As a conclusion, it can be noted that the approach used to reconstruct the amplitude and phase information of an optical field based on stationary scattering object opens up additional possibilities both for non-stationary scattering object diagnostics and macro-analysis of the shape of the remote object for solving the aerodynamics and space problems as well as for micro-diagnostics of the image in non-stationary processes in cells in the life sciences.

4. Conclusion

A new approach of using carbon nanoparticle to study the optical field obtained because of diffraction and scattering on a stationary object in real time is demonstrated. Сarbon nanoparticles of size about $\lambda /10$, characterized by strong absorption and luminescence at yellow-green wavelengths and weak absorption at He-Ne wavelength were used for the first time for probing a speckle field. Visualization of singularity points by these nanoparticles, and their motion in the optical field due to the action of internal optical flows, makes it possible to reconstruct the intensity distribution of an optical field in real time.
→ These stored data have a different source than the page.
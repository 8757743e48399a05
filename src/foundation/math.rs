pub(crate) fn mul_div255_u16(x: u16, y: u16) -> u16 {
    (((u32::from(x) * u32::from(y)) + 127) / 255) as u16
}

/// Linear interpolation between `a` and `b` at `t`.
pub(crate) fn lerp(a: f64, b: f64, t: f64) -> f64 {
    a + (b - a) * t
}

/// Clamp to `[0, 1]`, mapping NaN to 0.
pub(crate) fn clamp01(v: f64) -> f64 {
    if v.is_nan() { 0.0 } else { v.clamp(0.0, 1.0) }
}

pub(crate) fn premultiply_rgba8_in_place(rgba: &mut [u8]) {
    for px in rgba.chunks_exact_mut(4) {
        let a = u16::from(px[3]);
        if a == 0 {
            px[0] = 0;
            px[1] = 0;
            px[2] = 0;
            continue;
        }
        px[0] = mul_div255_u16(u16::from(px[0]), a) as u8;
        px[1] = mul_div255_u16(u16::from(px[1]), a) as u8;
        px[2] = mul_div255_u16(u16::from(px[2]), a) as u8;
    }
}

#[cfg(test)]
#[path = "../../tests/unit/foundation/math.rs"]
mod tests;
Applying Hilbert transform for phase retrieval of the optical field, describing the random light scattering object, provides the information about the phase map of the optical field. The error in reconstructing of the phase map using both the Hilbert transform and traditional approaches for estimating the components of the complex amplitude does not exceed 15%. Obtained results open up new possibilities in the diagnostics of non-stationary objects in liquid and turbulent media, as well as for study the non-stationary processes in cells in the life sciences.